As the Covid-19 pandemic spreads, demand for these beds increases, especially because of the respiratory problems the disease can cause. Whenever an ICU bed becomes available, two anesthesiologists consult with an intensivist and an internist to decide who will use it.

Age and medical history are important factors. So is having a family. “We have to consider whether older patients have a family who can take care of them when they leave the ICU, because they will need help. If they don’t have that ability, you have to look the patient in the face and say ‘everything is fine.’ And this lie destroys you,” said Marco Resta, deputy head of the intensive care unit at San Donato Hospital.

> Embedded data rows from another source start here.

//! Monthly profit and ROI
//!
//! Walks each account's snapshot chain pairwise. A pair `(s[i], s[i+1])` that is
//! exactly one calendar month apart attributes
//! `(s[i+1] - s[i]) - investment(s[i].date)` to `s[i].date`. The account's very
//! first snapshot is the baseline and is always attributed zero profit.
//!
//! A pair spanning a gap yields no entry. The chain resumes after the gap with
//! normal attribution; it is not re-baselined.

use rust_decimal::Decimal;
use serde::Serialize;
use std::collections::BTreeMap;

use crate::models::{month_diff, InvestmentRecord, Month, MonthlyInvestmentData};
use crate::reports::snapshots::{group_snapshots_by_account, investment_by_account_month};

/// Monthly series per account
pub type SeriesByAccount<T> = BTreeMap<String, Vec<T>>;

/// `profit / investment`, or zero when nothing was invested or the ratio overflows
pub fn roi(profit: Decimal, investment: Decimal) -> Decimal {
    if investment > Decimal::ZERO {
        profit.checked_div(investment).unwrap_or(Decimal::ZERO)
    } else {
        Decimal::ZERO
    }
}

/// Per-account monthly profit, investment and ROI
pub fn calculate_monthly_profit_by_account(
    records: &[InvestmentRecord],
) -> SeriesByAccount<MonthlyInvestmentData> {
    let snapshots = group_snapshots_by_account(records);
    let investments = investment_by_account_month(records);

    let mut result = SeriesByAccount::new();
    for (account, chain) in &snapshots {
        let mut series = Vec::new();
        for (i, pair) in chain.windows(2).enumerate() {
            let (current, next) = (&pair[0], &pair[1]);
            if month_diff(current.date, next.date) != 1 {
                continue;
            }

            let investment = investments
                .get(&(account.clone(), current.date))
                .copied()
                .unwrap_or(Decimal::ZERO);
            let profit = if i == 0 {
                Decimal::ZERO
            } else {
                (next.value - current.value) - investment
            };

            series.push(MonthlyInvestmentData {
                month: current.date,
                profit,
                investment,
                roi: roi(profit, investment),
            });
        }
        if !series.is_empty() {
            result.insert(account.clone(), series);
        }
    }
    result
}

/// Sum per-account entries month by month, recomputing ROI from the totals
pub fn aggregate_monthly_profit(
    by_account: &SeriesByAccount<MonthlyInvestmentData>,
) -> Vec<MonthlyInvestmentData> {
    let mut totals: BTreeMap<Month, (Decimal, Decimal)> = BTreeMap::new();
    for entry in by_account.values().flatten() {
        let slot = totals
            .entry(entry.month)
            .or_insert((Decimal::ZERO, Decimal::ZERO));
        slot.0 += entry.profit;
        slot.1 += entry.investment;
    }

    totals
        .into_iter()
        .map(|(month, (profit, investment))| MonthlyInvestmentData {
            month,
            profit,
            investment,
            roi: roi(profit, investment),
        })
        .collect()
}

/// Aggregate monthly profit, investment and ROI across all accounts
pub fn calculate_monthly_profit(records: &[InvestmentRecord]) -> Vec<MonthlyInvestmentData> {
    aggregate_monthly_profit(&calculate_monthly_profit_by_account(records))
}

/// Totals over a computed series
#[derive(Debug, Clone, PartialEq, Serialize)]
pub struct ProfitSummary {
    pub months: usize,
    pub total_profit: Decimal,
    pub total_investment: Decimal,
    pub roi: Decimal,
}

pub fn summarize_profit(series: &[MonthlyInvestmentData]) -> ProfitSummary {
    let total_profit: Decimal = series.iter().map(|e| e.profit).sum();
    let total_investment: Decimal = series.iter().map(|e| e.investment).sum();
    ProfitSummary {
        months: series.len(),
        total_profit,
        total_investment,
        roi: roi(total_profit, total_investment),
    }
}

Italy’s worst health crisis since World War II is forcing doctors, patients and their families to make decisions that Resta, a former military doctor, said he had never had to make, even in wartime. As of March 16, 2,158 people had died and 27,980 had been infected with the coronavirus in Italy, the second-highest number of cases and deaths in the world after China.

Resta said that 50% of people with Covid-19 currently being treated in intensive care units in Italy are dying, compared with the usual mortality rate of 12-16% in such units nationwide.

Doctors have warned that northern Italy, where the universal health care system is ranked among the most efficient in the world, is at the forefront of the crisis that the disease is sending around the world. The outbreak, which hit the northern regions of Lombardy and Veneto first, has crippled the local hospital network, putting its intensive care units under enormous pressure.

In the past three weeks, 1,135 people in Lombardy have needed intensive care, but the region has only 800 ICU beds, according to Giacomo Grasselli, head of the intensive care unit at Milan’s Policlinico hospital. Grasselli is the coordinator of all state-run intensive care units in Lombardy.

Such dilemmas are not new to medicine. When treating patients with breathing difficulties, intensive care physicians always assess their chances of recovery before intubating them – an invasive procedure that involves inserting a tube into the mouth, down the throat and into the airway.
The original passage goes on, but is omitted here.